The momentum indicator was first presented in J. Welles Wilder’s New Concepts In Trading Systems and has since become a popular technical tool. Price momentum is defined as the measure of velocity of price change or market speed. The difference method for calculating a momentum indicator is the following: have n be the time period (usually 14 days), then subtract the close n periods ago from the present close period. If both of these closing values are identical, then the difference is zero. If the present close is smaller than the previous close, the momentum will be negative. Likewise, if the present close is greater than the previous close, the momentum will be positive. This indicator is an oscillator because the values are determined by their place above, below, or on the zero line. Above the zero line, go long; below the zero line, go short.
FIGURE 1: Momentum. Here’s an example of the momentum indicator.

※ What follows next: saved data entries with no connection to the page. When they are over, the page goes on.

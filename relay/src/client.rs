use crate::config::RelayConfig;
use crate::error::{RelayError, Result};
use crate::handshake;
use crate::identity::PeerId;
use crate::message::{receive_message, send_message};
use rsa::rsa::{PrivateKey, PublicKey, RsaKeyPair, decrypt, encrypt};
use std::time::Duration;
use tokio::io::{AsyncRead, AsyncWrite, AsyncWriteExt};
use tokio::time::timeout;

/// A message relayed from another client.
#[derive(Debug, Clone, PartialEq, Eq)]
pub struct Delivery {
    pub from: String,
    pub text: String,
}

/// Sending half of a client: owns the control stream.
pub struct RelayClient<S> {
    id: PeerId,
    keys: RsaKeyPair,
    server_key: PublicKey,
    control: S,
    ack_timeout: Duration,
}

impl<S> RelayClient<S>
where
    S: AsyncRead + AsyncWrite + Unpin,
{
    /// Runs the client side of the handshake on `control`.
    pub async fn connect(mut control: S, keys: RsaKeyPair, id: PeerId, config: &RelayConfig) -> Result<Self> {
        let server_key = timeout(config.handshake_timeout, handshake::initiate(&mut control, &keys, &id))
            .await
            .map_err(|_| RelayError::Timeout("handshake"))??;
        log::info!("Connected as client {}", id);
        Ok(Self {
            id,
            keys,
            server_key,
            control,
            ack_timeout: config.ack_timeout,
        })
    }

    pub fn id(&self) -> &PeerId {
        &self.id
    }

    pub fn server_key(&self) -> &PublicKey {
        &self.server_key
    }

    /// Encodes, encrypts under the server's key and sends `text`.
    pub async fn send(&mut self, text: &str) -> Result<()> {
        let ciphertext = encrypt(&rsa::encode(text), &self.server_key);
        send_message(&mut self.control, &ciphertext, self.ack_timeout).await
    }

    /// Identifies on the relay stream, which the server pairs with this
    /// client by id, and returns the receiving half.
    pub async fn attach_relay<R>(&self, mut relay: R) -> Result<Inbox<R>>
    where
        R: AsyncRead + AsyncWrite + Unpin,
    {
        handshake::send_identity(&mut relay, &self.id, &self.server_key).await?;
        Ok(Inbox {
            relay,
            key: self.keys.private_key(),
        })
    }

    /// Gives up the client and returns the raw control stream.
    pub fn into_control(self) -> S {
        self.control
    }

    pub async fn close(mut self) -> Result<()> {
        self.control.shutdown().await?;
        Ok(())
    }
}

pub struct Inbox<R> {
    relay: R,
    key: PrivateKey,
}

impl<R> Inbox<R>
where
    R: AsyncRead + AsyncWrite + Unpin,
{
    /// Waits for the next relayed message. `Ok(None)` once the server
    /// closes the relay stream.
    pub async fn next(&mut self) -> Result<Option<Delivery>> {
        let Some(ciphertext) = receive_message(&mut self.relay).await? else {
            return Ok(None);
        };
        let text = rsa::decode(&decrypt(&ciphertext, &self.key))?;
        if text.len() < PeerId::LEN {
            return Err(RelayError::InvalidIdentity(text));
        }
        let (from, body) = text.split_at(PeerId::LEN);
        Ok(Some(Delivery {
            from: from.to_string(),
            text: body.to_string(),
        }))
    }
}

The momentum indicator is similar to the price rate of change indicator. However, the momentum indicator measures rate of change as a ratio as opposed to a percentage.
There are essentially two ways to utilize the momentum indicator:
- Trend-following oscillator
As a trend-following oscillator, the momentum indicator is similar to the moving average convergence/divergence (Macd). When the indicator shows bottoms, that’s a buy signal; when the indicator rises, that’s a sell signal. If the momentum indicator reaches extremes, this should be taken as a continuation of trend. As a caveat, wait for aftertrade prices to confirm the signal of the indicator.
- Leading indicator
Using the momentum indicator as a leading indicator means that you assume market tops are characterized by rapidly increasing prices and rapidly decreasing prices. During these peaks and bottoms, the momentum indicator will diverge drastically.

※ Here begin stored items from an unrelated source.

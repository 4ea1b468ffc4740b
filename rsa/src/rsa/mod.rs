pub mod cipher;
pub mod keygen;

pub use cipher::{RsaService, decrypt, encrypt};
pub use keygen::{
    DEFAULT_PUBLIC_EXPONENT, KeyGenError, MAX_KEYPAIR_ATTEMPTS, PrivateKey, PublicKey, RsaKeyGenerator, RsaKeyPair,
    generate_primes,
};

COMBINING MOMENTUM WITH THE RSI
Using the relative strength index (RSI) in conjunction with the momentum indicator can hedge risks of the RSI being incorrect. Agreement between the 14-day RSI and the 14-day momentum can create a solid strategy for entering and exiting the market. This combination requires mutual agreement to enter the market; it only requires one signal to leave the market. Stuart Evens outlines this method as follows:
- Long: RSI rises above 50 but stays below 70, and momentum rises above zero
- Close long: RSI falls below 50, or RSI rises above 70, or momentum drops below zero
- Short: RSI falls below 50 but stays above 30, and momentum falls below zero
- Close short: RSI rises above 50, or RSI falls to 30 or less, or momentum rises above zero.